Seven Ideas for Setting Useful Sword Training Goals

Objective measures can be compelling. They’re easy to inspect and they can allow you to see progress in a way you can graph. However, often people choose the wrong goals to measure and this has a detrimental effect on their development.

For example, when a student gets focused on winning or “getting hits”, a few negative outcomes typically occur:

  1. They seek out inferior training partners so that they can up their chances of winning.

    Thus they are not challenged and progress slower than others.

  2. They develop a random or chaotic approach that can score points but becomes a barrier to the development of techniques that work against good opponents.

    It also limits their consistency as chaos is an unreliable martial strategy.

  3. They focus on a single technique or approach that is effective against their current opponents right now, to the exclusion of all else.

    This prevents them from having the full strategic pallet necessary for defeating a more sophisticated opponent, or developing new approaches when their opponents figure out their current “trick”. It can also limit their overall expression and enjoyment of the art.

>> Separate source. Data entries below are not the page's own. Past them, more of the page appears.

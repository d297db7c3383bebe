//! Per-batch progress lines
//!
//! Every committed batch or page emits one line carrying the cumulative
//! counters. The rate is computed over the current run only, so a resumed job
//! does not report the restored totals as instantaneous throughput.

use crate::checkpoint::{Checkpoint, Phase};
use std::time::{Duration, Instant};

/// Throughput tracking for one phase of one run.
#[derive(Debug, Clone)]
pub struct ProgressState {
    phase: Phase,
    start_time: Instant,
    items_this_run: u64,
}

impl ProgressState {
    /// Start tracking a phase now.
    pub fn new(phase: Phase) -> Self {
        Self {
            phase,
            start_time: Instant::now(),
            items_this_run: 0,
        }
    }

    /// Count items handled by a committed batch.
    pub fn update(&mut self, items: u64) {
        self.items_this_run = self.items_this_run.saturating_add(items);
    }

    /// Items per second since the phase started in this run.
    pub fn rate(&self) -> f64 {
        rate(self.items_this_run, self.start_time.elapsed())
    }

    /// Progress line for a committed batch.
    pub fn format_line(&self, checkpoint: &Checkpoint, batch_len: usize) -> String {
        let c = &checkpoint.counters;
        match self.phase {
            Phase::Scanning => format!(
                "[scan] batch #{} | rows={} | last_id={} | processed={} | source_updated={} | \
                 index_updated={} | not_found={} | failed={} | {:.1} rows/s",
                checkpoint.batch_number,
                batch_len,
                checkpoint.cursor,
                c.total_processed,
                c.updated_source,
                c.updated_index,
                c.not_found_index,
                c.failed_index,
                self.rate()
            ),
            Phase::Reconciling => format!(
                "[reconcile] batch #{} | page={} | docs={} | default_set={} | {:.1} docs/s",
                checkpoint.batch_number,
                checkpoint.page.saturating_sub(1),
                batch_len,
                c.default_set_count,
                self.rate()
            ),
        }
    }
}

fn rate(items: u64, elapsed: Duration) -> f64 {
    let secs = elapsed.as_secs_f64();
    if secs > 0.0 {
        items as f64 / secs
    } else {
        0.0
    }
}
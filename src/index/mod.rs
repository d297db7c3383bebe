//! Search index access
//!
//! The index mirrors the source table. Writes are partial document updates that
//! report a missing document as [`UpdateOutcome::NotFound`] instead of failing;
//! reads page through the whole collection with a match-all query.

pub mod typesense;

use async_trait::async_trait;
use serde::{Deserialize, Serialize};
use serde_json::{Map, Value};

pub use typesense::{TypesenseClient, TypesenseConfig};

/// Largest page the index service returns for one search request
pub const MAX_PAGE_SIZE: usize = 250;

/// Index errors
#[derive(Debug, thiserror::Error)]
pub enum IndexError {
    /// Network failure or timeout
    #[error("network error: {0}")]
    NetworkError(String),

    /// Non-success HTTP status
    #[error("HTTP {status}: {message}")]
    HttpError {
        /// Response status code
        status: u16,
        /// Response body or reason
        message: String,
    },

    /// Response body did not have the expected shape
    #[error("parse error: {0}")]
    ParseError(String),

    /// Client could not be built from the given settings
    #[error("invalid configuration: {0}")]
    InvalidConfig(String),
}

impl IndexError {
    /// Whether retrying the same call later may succeed.
    pub fn is_transient(&self) -> bool {
        match self {
            IndexError::NetworkError(_) => true,
            IndexError::HttpError { status, .. } => *status == 429 || *status >= 500,
            IndexError::ParseError(_) | IndexError::InvalidConfig(_) => false,
        }
    }
}

/// Result type for index operations
pub type IndexResult<T> = Result<T, IndexError>;

/// Result of a single partial update
#[derive(Debug, Clone, PartialEq, Eq)]
pub enum UpdateOutcome {
    /// Document existed and was updated
    Updated,
    /// No document with that id
    NotFound,
    /// Any other failure, with a short description
    Failed(String),
}

/// Field definition for schema patches
#[derive(Debug, Clone, PartialEq, Eq, Serialize, Deserialize)]
pub struct FieldSpec {
    /// Field name
    pub name: String,
    /// Index type, e.g. `int64`
    #[serde(rename = "type")]
    pub field_type: String,
    /// Whether documents may omit the field
    #[serde(default)]
    pub optional: bool,
}

impl FieldSpec {
    /// Optional `int64` field, the shape used for epoch timestamps.
    pub fn optional_int64(name: impl Into<String>) -> Self {
        Self {
            name: name.into(),
            field_type: "int64".to_string(),
            optional: true,
        }
    }
}

/// A document returned by catalog listing
#[derive(Debug, Clone, PartialEq)]
pub struct IndexDocument {
    /// Document id
    pub id: String,
    /// Stored fields, `id` included
    pub fields: Map<String, Value>,
}

/// Partial-update and listing access to one index collection
#[async_trait]
pub trait IndexWriter: Send + Sync {
    /// Merge `fields` into the document with the given id.
    async fn update_document(&self, id: &str, fields: &Map<String, Value>) -> UpdateOutcome;

    /// Add any of `fields` missing from the collection schema. Returns the
    /// names that were added.
    async fn ensure_schema_fields(&self, fields: &[FieldSpec]) -> IndexResult<Vec<String>>;

    /// Fetch one page of a match-all listing. `page` is 0-based.
    async fn list_page(&self, page: u64, page_size: usize) -> IndexResult<Vec<IndexDocument>>;
}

I don’t want to throw out measurable goals. For many they can be very useful (though they are not necessarily required). However, a good training plan has measures that are relevant to each stage of your learning. Specific recognizable objectives that help you build a solid foundation, aim at long-term excellence, and enjoy yourself along the way. Here are some ideas you can use in individual training sessions to help reframe your objectives.

For General Training

  1. Measure and reward your training consistency instead of your technical success.

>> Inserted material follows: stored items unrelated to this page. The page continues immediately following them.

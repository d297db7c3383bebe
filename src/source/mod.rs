//! Source-of-truth table access
//!
//! The engine only needs three things from the relational side: seek-paginated
//! batches ordered by key, a batched membership check, and a bulk conditional
//! update. [`postgres::PgSourceReader`] implements them with `sqlx`.

pub mod postgres;

use crate::timestamp::RawTimestamp;
use async_trait::async_trait;
use std::collections::{BTreeMap, HashSet};

pub use postgres::{PgSourceConfig, PgSourceReader};

static NULL_TIMESTAMP: RawTimestamp = RawTimestamp::Null;

/// Source errors
#[derive(Debug, thiserror::Error)]
pub enum SourceError {
    /// Connection lost or unreachable; safe to retry
    #[error("connection error: {0}")]
    ConnectionError(String),

    /// Server could not complete the query right now (timeout, deadlock,
    /// shutdown in progress); safe to retry
    #[error("source unavailable: {0}")]
    Unavailable(String),

    /// Query rejected by the database
    #[error("query error: {0}")]
    QueryError(String),

    /// Transaction failed and was rolled back
    #[error("transaction error: {0}")]
    TransactionError(String),

    /// Invalid table, column or type name in configuration
    #[error("invalid identifier: {0}")]
    InvalidIdentifier(String),
}

impl SourceError {
    /// Whether retrying the same call later may succeed.
    pub fn is_transient(&self) -> bool {
        matches!(
            self,
            SourceError::ConnectionError(_)
                | SourceError::Unavailable(_)
                | SourceError::TransactionError(_)
        )
    }
}

/// Result type for source operations
pub type SourceResult<T> = Result<T, SourceError>;

/// One row of the source table
#[derive(Debug, Clone, PartialEq)]
pub struct SourceRecord {
    /// Ordering key, rendered as text
    pub id: String,
    /// Requested columns
    pub values: BTreeMap<String, RawTimestamp>,
}

impl SourceRecord {
    /// Build a record from `(column, value)` pairs.
    pub fn new<I, S>(id: impl Into<String>, values: I) -> Self
    where
        I: IntoIterator<Item = (S, RawTimestamp)>,
        S: Into<String>,
    {
        Self {
            id: id.into(),
            values: values.into_iter().map(|(k, v)| (k.into(), v)).collect(),
        }
    }

    /// Value of a column; columns that were not read count as null.
    pub fn get(&self, column: &str) -> &RawTimestamp {
        self.values.get(column).unwrap_or(&NULL_TIMESTAMP)
    }
}

/// Paginated read and bulk update access to the source table
#[async_trait]
pub trait SourceReader: Send + Sync {
    /// Fetch up to `size` records with key strictly greater than `cursor`,
    /// ordered by key. An empty cursor starts from the beginning.
    async fn fetch_batch(
        &self,
        cursor: &str,
        size: usize,
        columns: &[&str],
    ) -> SourceResult<Vec<SourceRecord>>;

    /// Return the subset of `ids` present in the table.
    async fn exists_among(&self, ids: &[String]) -> SourceResult<HashSet<String>>;

    /// Set `column = value` on the given rows where the column is null, in a
    /// single transaction. Returns the number of rows changed.
    async fn update_field(&self, ids: &[String], column: &str, value: i64) -> SourceResult<u64>;

    /// Release the connection.
    async fn close(&self) {}
}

    Set a daily or weekly training goal for yourself, then cut it in half (we all have a tendency to be overly ambitious, especially at the beginning), and celebrate every time you hit it.

  2. Understand the technical progression of your art and then assess your proficiency in those techniques.

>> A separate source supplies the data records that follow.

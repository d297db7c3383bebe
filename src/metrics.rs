//! Observability metrics for backfill jobs
//!
//! Counters are always recorded through the `metrics` facade; they only
//! become visible when a Prometheus exporter is installed with
//! [`init_metrics`] (the `--metrics-addr` option). Without an exporter every
//! call is a no-op.

use crate::checkpoint::Phase;
use crate::index::UpdateOutcome;
use metrics::{counter, describe_counter, describe_histogram, histogram, Unit};
use metrics_exporter_prometheus::PrometheusBuilder;
use once_cell::sync::Lazy;
use std::net::SocketAddr;
use std::sync::Arc;
use std::time::{Duration, Instant};
use tokio::sync::RwLock;
use tracing::{debug, error, info};

/// Global metrics registry initialization flag
static METRICS_INITIALIZED: Lazy<Arc<RwLock<bool>>> = Lazy::new(|| Arc::new(RwLock::new(false)));

/// Metrics setup errors
#[derive(Debug, thiserror::Error)]
pub enum MetricsError {
    /// Exporter could not be installed or bound
    #[error("failed to install Prometheus exporter: {0}")]
    InstallError(String),
}

/// Initialize metrics system with Prometheus exporter
///
/// Idempotent: later calls return `Ok(())` without rebinding.
pub async fn init_metrics(addr: SocketAddr) -> Result<(), MetricsError> {
    let mut initialized = METRICS_INITIALIZED.write().await;
    if *initialized {
        debug!("Metrics already initialized, skipping");
        return Ok(());
    }

    PrometheusBuilder::new()
        .with_http_listener(addr)
        .install()
        .map_err(|e| MetricsError::InstallError(e.to_string()))?;

    describe_counter!(
        "backfill_batches_total",
        Unit::Count,
        "Batches or pages committed, by phase"
    );
    describe_counter!(
        "backfill_index_updates_total",
        Unit::Count,
        "Index document updates, by outcome"
    );
    describe_counter!(
        "backfill_source_rows_updated_total",
        Unit::Count,
        "Source rows changed by the null backfill step"
    );
    describe_counter!(
        "backfill_retries_total",
        Unit::Count,
        "Retries after transient failures, by operation"
    );
    describe_histogram!(
        "backfill_retry_delay_seconds",
        Unit::Seconds,
        "Delay slept before each retry"
    );
    describe_counter!(
        "backfill_checkpoint_saves_total",
        Unit::Count,
        "Checkpoint documents persisted"
    );
    describe_counter!(
        "backfill_jobs_total",
        Unit::Count,
        "Job runs, by job and result"
    );

    *initialized = true;
    info!(%addr, "Metrics endpoint listening");
    Ok(())
}

/// Check if metrics system is initialized
pub async fn is_initialized() -> bool {
    *METRICS_INITIALIZED.read().await
}

/// Record a committed batch (scan) or page (reconcile)
pub fn record_batch(phase: Phase) {
    counter!("backfill_batches_total", "phase" => phase.to_string()).increment(1);
}

/// Record the outcome of one index update
pub fn record_index_outcome(outcome: &UpdateOutcome) {
    let label = match outcome {
        UpdateOutcome::Updated => "updated",
        UpdateOutcome::NotFound => "not_found",
        UpdateOutcome::Failed(_) => "failed",
    };
    counter!("backfill_index_updates_total", "outcome" => label).increment(1);
}

/// Record rows changed by the source backfill step
pub fn record_source_rows_updated(rows: u64) {
    counter!("backfill_source_rows_updated_total").increment(rows);
}

/// Record a retry of `operation` after `delay`
pub fn record_retry(operation: &'static str, delay: Duration) {
    counter!("backfill_retries_total", "operation" => operation).increment(1);
    histogram!("backfill_retry_delay_seconds", "operation" => operation)
        .record(delay.as_secs_f64());
}

/// Record a checkpoint save
pub fn record_checkpoint_save() {
    counter!("backfill_checkpoint_saves_total").increment(1);
}

/// Job-level metrics
pub struct JobMetrics {
    job: String,
    start_time: Instant,
}

impl JobMetrics {
    /// Start tracking a job run
    pub fn start(job: impl Into<String>) -> Self {
        let job = job.into();
        info!(job = %job, "Backfill job started");
        Self {
            job,
            start_time: Instant::now(),
        }
    }

    fn finish(&self, result: &'static str) {
        counter!(
            "backfill_jobs_total",
            "job" => self.job.clone(),
            "result" => result,
        )
        .increment(1);
    }

    /// Record a run that finished every phase
    pub fn record_completed(&self, total_processed: u64) {
        self.finish("completed");
        info!(
            job = %self.job,
            total_processed,
            duration_secs = self.start_time.elapsed().as_secs(),
            "Backfill job completed"
        );
    }

    /// Record a run stopped by a shutdown signal
    pub fn record_interrupted(&self) {
        self.finish("interrupted");
        info!(
            job = %self.job,
            duration_secs = self.start_time.elapsed().as_secs(),
            "Backfill job interrupted, checkpoint saved"
        );
    }

    /// Record a failed run
    pub fn record_failure(&self, error: &str) {
        self.finish("failed");
        error!(
            job = %self.job,
            error = %error,
            duration_secs = self.start_time.elapsed().as_secs(),
            "Backfill job failed"
        );
    }
}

    If you’re part of a formal school, they should be able to give you a clear picture of what techniques they feel are best to become proficient in first. If you are not, seek out expert advice to build such a picture for yourself.

  3. Set a training courage goal.

    Make a goal to step outside of your training comfort zone once per week. Whether that means learning a new technique, engaging with an intimidatingly advanced partner, or attempting a technical or athletic feat. It is simply the attempt that you reward.

  4. Set effort based goals as opposed to success based goals.

    Reward yourself for trying something, for working at something, versus achieving it.

For Sparring

  1. Holding your ground.

    Make your combative objective to keep control of your opponent’s weapon for as long as possible, to stand as close to the opponent for as long as possible, or to receive and defend against as many blows as possible — while completely avoiding striking your partner. You can set a time objective or simply keep track of your best time.

  2. Attempting a particular technique.

    After tactical exercise, you need to integrate techniques into combat. A fantastic way to practice this is to set a technique practice objective. Decide that you are going to attempt a particular technique at least 10 times in a particular series of bouts. The victory criterion is simply the attempt at the technique.

    One of my students has always exemplified this superbly. At the end of a series of passes, regardless of how many “hits” he scored, I often hear him say: “I accomplished what I wanted to accomplish.” He goes in with personal objectives and keeps his focus on those above what might be measured externally.

  3. Being Objectively Daring.

    Along the lines of setting a measurable technique-based objective, challenging yourself psychologically can be highly valuable. Challenge yourself to fence with a certain number of opponents with intimidating levels of knowledge, or set a technique goal that is specifically out of your comfort zone. Perhaps try a set of passes where you are always defensive if you are generally an offensive fighter, or vice versa. When doing this, try setting an objective for a number of attacks you mean to perform, or set a goal for a number of times you want to lose in your bouts, and make it a big number.

Remember that though objectives may be externally measurable, their value to you is internally set. Harness them to best reflect your personal training goals and your own enjoyment.